Problem to solve: If a line in the data holds "MediaSource", copy that line out in full.

Collected data:
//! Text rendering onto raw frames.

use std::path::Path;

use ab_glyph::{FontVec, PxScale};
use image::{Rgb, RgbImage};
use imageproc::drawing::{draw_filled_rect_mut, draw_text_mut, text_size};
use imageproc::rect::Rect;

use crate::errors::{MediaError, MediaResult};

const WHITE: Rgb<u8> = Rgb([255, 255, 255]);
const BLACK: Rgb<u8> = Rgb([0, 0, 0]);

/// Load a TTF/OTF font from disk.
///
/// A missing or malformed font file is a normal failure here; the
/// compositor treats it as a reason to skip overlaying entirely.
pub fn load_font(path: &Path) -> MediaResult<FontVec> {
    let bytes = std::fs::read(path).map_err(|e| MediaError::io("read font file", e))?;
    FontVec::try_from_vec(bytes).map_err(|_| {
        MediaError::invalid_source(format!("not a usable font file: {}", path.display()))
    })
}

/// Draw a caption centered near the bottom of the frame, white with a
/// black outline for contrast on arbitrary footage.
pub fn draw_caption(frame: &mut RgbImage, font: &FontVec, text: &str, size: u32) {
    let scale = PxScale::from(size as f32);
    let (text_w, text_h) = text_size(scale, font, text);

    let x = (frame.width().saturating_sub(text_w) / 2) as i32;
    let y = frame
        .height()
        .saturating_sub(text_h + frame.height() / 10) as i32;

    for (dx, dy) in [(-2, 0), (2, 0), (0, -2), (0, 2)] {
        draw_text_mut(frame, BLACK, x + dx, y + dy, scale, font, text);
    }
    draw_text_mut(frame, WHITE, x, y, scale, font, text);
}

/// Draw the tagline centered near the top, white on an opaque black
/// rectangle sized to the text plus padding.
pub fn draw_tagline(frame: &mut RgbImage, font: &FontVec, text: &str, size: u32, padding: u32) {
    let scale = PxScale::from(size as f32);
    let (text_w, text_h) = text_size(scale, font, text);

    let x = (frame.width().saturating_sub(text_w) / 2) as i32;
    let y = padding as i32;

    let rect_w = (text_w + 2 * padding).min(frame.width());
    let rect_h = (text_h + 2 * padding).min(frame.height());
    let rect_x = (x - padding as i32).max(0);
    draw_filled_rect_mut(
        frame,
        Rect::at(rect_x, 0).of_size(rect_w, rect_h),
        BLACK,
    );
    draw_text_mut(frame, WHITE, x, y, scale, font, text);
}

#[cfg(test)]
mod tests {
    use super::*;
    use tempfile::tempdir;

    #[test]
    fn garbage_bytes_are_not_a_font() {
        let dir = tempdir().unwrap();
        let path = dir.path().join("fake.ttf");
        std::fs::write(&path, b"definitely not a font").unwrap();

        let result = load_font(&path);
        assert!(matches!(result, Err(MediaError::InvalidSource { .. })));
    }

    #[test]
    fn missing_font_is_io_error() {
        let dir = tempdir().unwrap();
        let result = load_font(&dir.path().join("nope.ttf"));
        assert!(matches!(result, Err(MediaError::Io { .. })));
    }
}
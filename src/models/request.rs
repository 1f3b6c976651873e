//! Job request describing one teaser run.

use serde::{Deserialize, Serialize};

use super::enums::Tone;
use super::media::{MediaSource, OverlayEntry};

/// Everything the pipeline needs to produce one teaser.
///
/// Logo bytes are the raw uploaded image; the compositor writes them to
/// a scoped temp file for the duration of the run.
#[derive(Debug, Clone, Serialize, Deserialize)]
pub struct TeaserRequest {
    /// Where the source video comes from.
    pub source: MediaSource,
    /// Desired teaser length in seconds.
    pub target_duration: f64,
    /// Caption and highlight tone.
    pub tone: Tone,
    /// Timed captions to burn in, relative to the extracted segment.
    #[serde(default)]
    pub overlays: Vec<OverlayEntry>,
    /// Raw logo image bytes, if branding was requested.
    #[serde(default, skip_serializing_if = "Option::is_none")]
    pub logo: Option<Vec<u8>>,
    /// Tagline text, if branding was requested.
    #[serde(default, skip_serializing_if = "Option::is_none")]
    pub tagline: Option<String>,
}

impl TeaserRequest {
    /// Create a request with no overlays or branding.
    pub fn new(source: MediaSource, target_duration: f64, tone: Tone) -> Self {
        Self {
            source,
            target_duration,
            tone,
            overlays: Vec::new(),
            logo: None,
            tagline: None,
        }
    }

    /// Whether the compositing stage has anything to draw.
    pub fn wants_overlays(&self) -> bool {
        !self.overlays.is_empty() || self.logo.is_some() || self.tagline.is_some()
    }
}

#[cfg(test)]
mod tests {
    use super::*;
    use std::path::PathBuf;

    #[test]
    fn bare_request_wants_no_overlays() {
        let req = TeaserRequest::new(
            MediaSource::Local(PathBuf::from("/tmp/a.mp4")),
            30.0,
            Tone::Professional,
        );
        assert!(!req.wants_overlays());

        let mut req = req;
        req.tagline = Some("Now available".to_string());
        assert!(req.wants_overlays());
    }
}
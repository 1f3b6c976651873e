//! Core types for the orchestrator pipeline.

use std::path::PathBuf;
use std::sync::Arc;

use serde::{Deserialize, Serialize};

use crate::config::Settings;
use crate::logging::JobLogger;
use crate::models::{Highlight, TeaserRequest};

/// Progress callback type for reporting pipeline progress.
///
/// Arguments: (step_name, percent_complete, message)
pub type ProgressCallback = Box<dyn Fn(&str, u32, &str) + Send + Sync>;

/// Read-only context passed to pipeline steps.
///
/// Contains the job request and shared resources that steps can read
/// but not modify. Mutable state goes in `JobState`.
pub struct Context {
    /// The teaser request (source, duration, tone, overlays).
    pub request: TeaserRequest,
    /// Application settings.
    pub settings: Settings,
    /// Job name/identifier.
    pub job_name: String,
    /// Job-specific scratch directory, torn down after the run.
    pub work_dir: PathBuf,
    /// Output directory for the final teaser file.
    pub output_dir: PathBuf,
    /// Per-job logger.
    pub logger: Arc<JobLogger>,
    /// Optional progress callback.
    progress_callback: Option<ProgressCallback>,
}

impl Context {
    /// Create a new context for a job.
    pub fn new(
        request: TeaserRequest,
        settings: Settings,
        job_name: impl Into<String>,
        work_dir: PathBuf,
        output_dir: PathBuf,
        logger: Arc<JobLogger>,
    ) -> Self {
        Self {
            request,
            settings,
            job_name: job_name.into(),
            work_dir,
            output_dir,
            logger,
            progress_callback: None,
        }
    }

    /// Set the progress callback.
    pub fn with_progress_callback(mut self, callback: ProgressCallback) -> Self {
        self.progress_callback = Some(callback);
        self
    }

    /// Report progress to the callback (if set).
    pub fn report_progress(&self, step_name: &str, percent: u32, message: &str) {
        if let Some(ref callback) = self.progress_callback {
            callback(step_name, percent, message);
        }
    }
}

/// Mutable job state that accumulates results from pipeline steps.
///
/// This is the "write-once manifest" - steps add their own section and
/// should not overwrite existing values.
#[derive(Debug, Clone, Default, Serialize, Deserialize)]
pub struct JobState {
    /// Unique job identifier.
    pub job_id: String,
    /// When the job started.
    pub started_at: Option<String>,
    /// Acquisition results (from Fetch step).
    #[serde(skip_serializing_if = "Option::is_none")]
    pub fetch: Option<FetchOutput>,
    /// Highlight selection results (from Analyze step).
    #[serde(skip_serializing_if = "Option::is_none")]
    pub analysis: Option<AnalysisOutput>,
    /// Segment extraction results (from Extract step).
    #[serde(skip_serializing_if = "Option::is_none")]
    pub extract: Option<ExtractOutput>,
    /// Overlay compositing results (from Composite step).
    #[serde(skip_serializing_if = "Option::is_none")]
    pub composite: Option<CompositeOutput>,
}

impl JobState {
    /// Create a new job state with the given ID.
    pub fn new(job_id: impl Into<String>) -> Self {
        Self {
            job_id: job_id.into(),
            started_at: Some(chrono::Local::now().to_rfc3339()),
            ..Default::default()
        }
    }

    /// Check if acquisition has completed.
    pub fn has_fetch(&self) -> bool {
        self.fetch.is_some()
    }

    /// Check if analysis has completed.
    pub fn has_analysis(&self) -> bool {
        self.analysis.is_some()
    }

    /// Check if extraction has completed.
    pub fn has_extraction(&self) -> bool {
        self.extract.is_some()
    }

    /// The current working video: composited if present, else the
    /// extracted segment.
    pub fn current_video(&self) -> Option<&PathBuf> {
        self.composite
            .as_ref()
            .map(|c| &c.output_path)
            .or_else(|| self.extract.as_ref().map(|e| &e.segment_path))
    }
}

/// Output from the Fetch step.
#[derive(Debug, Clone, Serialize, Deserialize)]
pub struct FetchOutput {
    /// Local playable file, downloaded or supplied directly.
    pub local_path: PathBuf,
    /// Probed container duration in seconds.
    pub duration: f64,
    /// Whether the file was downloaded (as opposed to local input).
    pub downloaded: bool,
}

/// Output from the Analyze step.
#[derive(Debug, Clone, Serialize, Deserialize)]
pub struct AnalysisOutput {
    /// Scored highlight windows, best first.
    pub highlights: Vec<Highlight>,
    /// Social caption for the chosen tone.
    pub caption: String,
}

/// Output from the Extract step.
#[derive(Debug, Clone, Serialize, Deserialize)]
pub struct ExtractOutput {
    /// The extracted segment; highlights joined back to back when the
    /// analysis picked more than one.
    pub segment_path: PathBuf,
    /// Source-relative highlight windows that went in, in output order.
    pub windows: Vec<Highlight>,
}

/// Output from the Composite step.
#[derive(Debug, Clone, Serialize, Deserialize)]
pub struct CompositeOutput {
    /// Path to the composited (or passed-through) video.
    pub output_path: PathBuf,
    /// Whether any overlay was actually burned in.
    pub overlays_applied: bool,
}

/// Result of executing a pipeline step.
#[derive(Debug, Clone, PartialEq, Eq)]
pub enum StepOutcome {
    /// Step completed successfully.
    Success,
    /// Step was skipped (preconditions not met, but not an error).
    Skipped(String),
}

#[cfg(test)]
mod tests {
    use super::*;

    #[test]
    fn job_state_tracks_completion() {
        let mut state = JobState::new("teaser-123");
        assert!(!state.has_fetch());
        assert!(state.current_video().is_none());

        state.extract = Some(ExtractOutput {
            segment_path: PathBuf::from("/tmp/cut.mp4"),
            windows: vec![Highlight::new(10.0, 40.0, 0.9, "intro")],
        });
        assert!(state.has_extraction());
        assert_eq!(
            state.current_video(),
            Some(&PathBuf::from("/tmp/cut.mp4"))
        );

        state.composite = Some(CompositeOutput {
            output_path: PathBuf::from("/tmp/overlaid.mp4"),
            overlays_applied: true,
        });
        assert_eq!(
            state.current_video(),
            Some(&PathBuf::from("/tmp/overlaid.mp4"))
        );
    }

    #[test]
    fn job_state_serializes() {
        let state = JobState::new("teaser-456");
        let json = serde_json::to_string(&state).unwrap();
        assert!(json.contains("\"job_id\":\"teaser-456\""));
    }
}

Task response:
use super::media::{MediaSource, OverlayEntry};
    pub source: MediaSource,
    pub fn new(source: MediaSource, target_duration: f64, tone: Tone) -> Self {
            MediaSource::Local(PathBuf::from("/tmp/a.mp4")),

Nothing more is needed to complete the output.